Differential equations – Systems of linear differential equations – Homogeneous systems

Superposition principle

Theorem: If \(\mathbf{x}_1(t)\) and \(\mathbf{x}_2(t)\) are solutions of the homogeneous system

\[\mathbf{x}'(t)=A(t)\mathbf{x}(t),\tag1\]

then the linear combination \(\mathbf{x}(t)=c_1\mathbf{x}_1(t)+c_2\mathbf{x}_2(t)\) is also a solution for each \(c_1,c_2\in\mathbb{R}\).

Proof: This follows easily by substitution of \(\mathbf{x}(t)=c_1\mathbf{x}_1(t)+c_2\mathbf{x}_2(t)\):

\[\mathbf{x}'(t)=c_1\mathbf{x}_1'(t)+c_2\mathbf{x}_2'(t)=c_1A(t)\mathbf{x}_1(t)+c_2A(t)\mathbf{x}_2(t) =A(t)\left(c_1\mathbf{x}_1(t)+c_2\mathbf{x}_2(t)\right)=A(t)\mathbf{x}(t).\]
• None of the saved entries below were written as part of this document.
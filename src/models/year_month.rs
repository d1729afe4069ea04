use serde::{Deserialize, Serialize};
use std::fmt;

const MONTH_ABBREVIATIONS: [&str; 12] = [
    "Jan", "Feb", "Mar", "Apr", "May", "Jun", "Jul", "Aug", "Sep", "Oct", "Nov", "Dec",
];

/// Calendar month bucket, ordered chronologically.
///
/// Field order matters: the derived `Ord` compares year first, then month.
#[derive(Debug, Clone, Copy, PartialEq, Eq, PartialOrd, Ord, Hash, Serialize, Deserialize)]
#[serde(try_from = "RawYearMonth")]
pub struct YearMonth {
    year: i32,
    month: u8,
}

#[derive(Deserialize)]
struct RawYearMonth {
    year: i32,
    month: i32,
}

impl TryFrom<RawYearMonth> for YearMonth {
    type Error = String;

    fn try_from(raw: RawYearMonth) -> Result<Self, Self::Error> {
        YearMonth::new(raw.year, raw.month)
            .ok_or_else(|| format!("month {} is outside 1..=12", raw.month))
    }
}

impl YearMonth {
    /// Returns `None` unless `month` is in 1..=12
    pub fn new(year: i32, month: i32) -> Option<Self> {
        if (1..=12).contains(&month) {
            Some(Self {
                year,
                month: month as u8,
            })
        } else {
            None
        }
    }

    pub fn year(&self) -> i32 {
        self.year
    }

    pub fn month(&self) -> u8 {
        self.month
    }

    /// Chart label, e.g. `"Jul 2024"`
    pub fn label(&self) -> String {
        self.to_string()
    }
}

impl fmt::Display for YearMonth {
    fn fmt(&self, f: &mut fmt::Formatter<'_>) -> fmt::Result {
        let name = MONTH_ABBREVIATIONS[usize::from(self.month) - 1];
        write!(f, "{} {}", name, self.year)
    }
}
Suppose that \(A(t)\) is an \(n\times n\) matrix and that \(\mathbf{x}_1(t),\ldots,\mathbf{x}_n(t)\) are solutions of (1), then we have: \(\{\mathbf{x}_1(t),\ldots,\mathbf{x}_n(t)\}\) is linear independent if

\[c_1\mathbf{x}_1(t)+\cdots+c_n\mathbf{x}_n(t)=\mathbf{0}\quad\Longrightarrow\quad c_1=0,\;\ldots,\;c_n=0.\]

Hence we have:

\[\Bigg(\mathbf{x}_1(t)\;\ldots\;\mathbf{x}_n(t)\Bigg)\begin{pmatrix}c_1\\\vdots\\c_n\end{pmatrix}=\begin{pmatrix}0\\\vdots\\0\end{pmatrix} \quad\Longrightarrow\quad\begin{pmatrix}c_1\\\vdots\\c_n\end{pmatrix}=\begin{pmatrix}0\\\vdots\\0\end{pmatrix}.\]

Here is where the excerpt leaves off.